Organisers announced last month that the 2022 marathon had been moved to October in order to provide runners and charities certainty about when the event would happen. It is due to return to its usual April slot from 2023.
But some charities and fundraisers expressed doubts over the shift, citing concerns including a downturn in fundraising during the summer in the lead-up to the race and issues with some people not being able to train over the hottest part of the year.
Speaking yesterday, event director Hugh Brasher said: “We absolutely are a spring marathon.”
He said next year’s race had been put back in order to provide additional certainty over when it would be held because nobody knows what might happen with the coronavirus situation over the winter months.
“But we look forward to being back in spring in April 2023 in what we would say is our rightful place as a spring marathon and welcoming and inspiring people in a new year to get fit and to get healthy,” he said.
About 40,000 people will take part in his year’s event, which takes place on Sunday, running the famous route in London, while the same number again will be running their own virtual 26.2-mile race.
The most recent full marathon, which took place in April 2019, raised a record-breaking £66.4m for good causes.
Asked how charity fundraising was going this year, Brasher said it was too early to say.
“One of the difficulties you have this year is that the time of the year makes things very different,” he said.
“When people are away over the summer holidays they tend not to do so much fundraising, so actually it suddenly accelerated when they came back in September.”
He said that with the virtual event, a lot of the fundraising tended to happen a lot later than with people who are doing the London route.
Another unknown factor is people who were fundraising to run in the April 2020 event, which did not happen, and who put their efforts on hold before reactivating them for this year’s delayed event.

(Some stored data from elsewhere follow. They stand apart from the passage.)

impl MemoryStore {
    pub fn new() -> Self {
        let tables = Tables {
            next_verify_id: 1,
            next_outbox_id: 1,
            ..Tables::default()
        };
        Self {
            shared: Arc::new(Shared {
                tables: Arc::new(AsyncMutex::new(tables)),
                faults: Mutex::new(HashMap::new()),
                wallet_lock_trace: Mutex::new(Vec::new()),
                commits: AtomicUsize::new(0),
                rollbacks: AtomicUsize::new(0),
            }),
        }
    }

    // === Fault injection / tracing ===

    /// Fail the next operation at `point` with `err` (one-shot, FIFO)
    pub fn inject_fault(&self, point: FaultPoint, err: StoreError) {
        lock(&self.shared.faults)
            .entry(point)
            .or_default()
            .push_back(err);
    }

    /// Wallet ids in the order `lock_wallet` acquired them (committed or not)
    pub fn wallet_lock_trace(&self) -> Vec<WalletId> {
        lock(&self.shared.wallet_lock_trace).clone()
    }

    pub fn clear_wallet_lock_trace(&self) {
        lock(&self.shared.wallet_lock_trace).clear();
    }

    pub fn commit_count(&self) -> usize {
        self.shared.commits.load(Ordering::SeqCst)
    }

    pub fn rollback_count(&self) -> usize {
        self.shared.rollbacks.load(Ordering::SeqCst)
    }

    // === Seeding (upstream CRUD stand-ins) ===

    pub async fn seed_user(&self, username: &str, email: &str) -> User {
        let user = User {
            id: Uuid::new_v4(),
            username: username.to_string(),
            email: email.to_string(),
            password_hash: String::new(),
            role: UserRole::User,
            is_verified: false,
            created_at: Utc::now(),
        };
        let mut tables = self.shared.tables.lock().await;
        tables.users.insert(user.id, user.clone());
        user
    }

    pub async fn seed_wallet(&self, user_id: UserId, currency: &str, balance: Decimal) -> Wallet {
        let wallet = Wallet {
            id: Uuid::new_v4(),
            user_id,
            currency: currency.to_string(),
            balance,
            locked_balance: Decimal::ZERO,
            created_at: Utc::now(),
        };
        let mut tables = self.shared.tables.lock().await;
        tables.wallets.insert(wallet.id, wallet.clone());
        wallet
    }

    pub async fn seed_market(&self, base: &str, quote: &str) -> Market {
        let market = Market {
            id: Uuid::new_v4(),
            base_currency: base.to_string(),
            quote_currency: quote.to_string(),
            min_order_amount: Decimal::ZERO,
            price_precision: 8,
            created_at: Utc::now(),
        };
        let mut tables = self.shared.tables.lock().await;
        tables.markets.insert(market.id, market.clone());
        market
    }

    pub async fn seed_order(
        &self,
        user_id: UserId,
        market_id: MarketId,
        side: OrderSide,
        price: Decimal,
        amount: Decimal,
    ) -> Order {
        let now = Utc::now();
        let order = Order {
            id: Uuid::new_v4(),
            user_id,
            market_id,
            side,
            price,
            amount,
            filled_amount: Decimal::ZERO,
            status: OrderStatus::Open,
            created_at: now,
            updated_at: now,
        };
        let mut tables = self.shared.tables.lock().await;
        tables.orders.insert(order.id, order.clone());
        order
    }

    /// Verification record valid for `ttl` from now (negative = already expired)
    pub async fn seed_verify_email(&self, user: &User, secret_code: &str, ttl: Duration) -> VerifyEmail {
        let mut tables = self.shared.tables.lock().await;
        let now = Utc::now();
        let record = VerifyEmail {
            id: tables.next_verify_id,
            username: user.username.clone(),
            email: user.email.clone(),
            secret_code: secret_code.to_string(),
            is_used: false,
            created_at: now,
            expired_at: now + ttl,
        };
        tables.next_verify_id += 1;
        tables.verify_emails.insert(record.id, record.clone());
        record
    }

    // === Committed-state readers ===

    pub async fn wallet(&self, id: WalletId) -> Option<Wallet> {
        self.shared.tables.lock().await.wallets.get(&id).cloned()
    }

    pub async fn order(&self, id: OrderId) -> Option<Order> {
        self.shared.tables.lock().await.orders.get(&id).cloned()
    }

    pub async fn user(&self, id: UserId) -> Option<User> {
        self.shared.tables.lock().await.users.get(&id).cloned()
    }

    pub async fn verify_email(&self, id: VerifyEmailId) -> Option<VerifyEmail> {
        self.shared.tables.lock().await.verify_emails.get(&id).cloned()
    }

    pub async fn trades(&self) -> Vec<Trade> {
        self.shared.tables.lock().await.trades.clone()
    }

    pub async fn fees(&self) -> Vec<FeeSchedule> {
        self.shared.tables.lock().await.fees.clone()
    }

    pub async fn ledger_entries(&self) -> Vec<LedgerEntry> {
        self.shared.tables.lock().await.ledger.clone()
    }

    pub async fn outbox_messages(&self) -> Vec<OutboxMessage> {
        self.shared
            .tables
            .lock()
            .await
            .outbox
            .values()
            .cloned()
            .collect()
    }
}

#[async_trait]
impl Store for MemoryStore {
    type Tx = MemoryTx;

    fn name(&self) -> &'static str {
        "memory"
    }

    async fn begin(&self) -> Result<MemoryTx, StoreError> {
        self.shared.check(FaultPoint::Begin)?;
        let guard = self.shared.tables.clone().lock_owned().await;
        let work = guard.clone();
        Ok(MemoryTx {
            guard,
            work,
            shared: self.shared.clone(),
        })
    }
}

/// Open in-memory transaction
pub struct MemoryTx {
    guard: OwnedMutexGuard<Tables>,
    work: Tables,
    shared: Arc<Shared>,
}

“So it’s honestly too early to say, I think post-event we will be able to understand, but we know it’s been accelerating nicely since people came back since the summer holidays,” said Brasher.

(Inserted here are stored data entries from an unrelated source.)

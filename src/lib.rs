//! Venue Settlement - atomic financial mutations for a trading venue
//!
//! Every multi-step change to wallets, orders and the ledger runs as one
//! store transaction and either commits completely or not at all.
//!
//! # Modules
//!
//! - [`core_types`] - Identifier aliases (UserId, WalletId, OrderId, ...)
//! - [`models`] - Wallet, Order, Trade, LedgerEntry, User, OutboxMessage
//! - [`error`] - Error taxonomy (NotFound / AlreadyExists / InvariantViolation / Conflict / Internal)
//! - [`store`] - Store / StoreTx traits, PostgreSQL and in-memory backends
//! - [`db`] - Connection pool and schema bootstrap
//! - [`executor`] - Transaction executor and caller-side conflict retry
//! - [`settlement`] - Trade settlement, order fills, ledger posting, users
//! - [`outbox`] - Transactional outbox and task-queue publisher
//! - [`config`] / [`logging`] - Service configuration and tracing setup

// Core types - must be first!
pub mod core_types;

pub mod error;
pub mod models;
pub mod store;

pub mod executor;
pub mod outbox;
pub mod settlement;

pub mod config;
pub mod db;
pub mod logging;

// Convenient re-exports at crate root
pub use core_types::{
    FeeId, LedgerEntryId, MarketId, OrderId, OutboxId, TradeId, UserId, VerifyEmailId, WalletId,
};
pub use error::{ErrorKind, SettlementError, StoreContext, StoreError};
pub use executor::{RetryPolicy, TxExecutor, retry_on_conflict};
pub use models::{
    Order, OrderFillParams, OrderSide, OrderStatus, PostTransactionParams, SettleTradeParams,
    Trade, TradeSettlement, TransactionStatus, TransactionType, Wallet,
};
pub use settlement::{
    AccountBalanceSizing, GlobalMaxBalanceSizing, SettlementService, WithdrawalSizing,
};
pub use store::{MemoryStore, PgStore, Store, StoreTx};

Brasher, whose father Chris co-founded the London Marathon in 1981, said changes to the controversial golden bond system of charity places, announced in January, had been received “unbelievably well” by charities.
“Charities that had a lot of golden bond places thought they would lose more than they were losing, and I think others were surprised that we were able to open up and award more places to new charities,” he said. “So it went incredibly well.”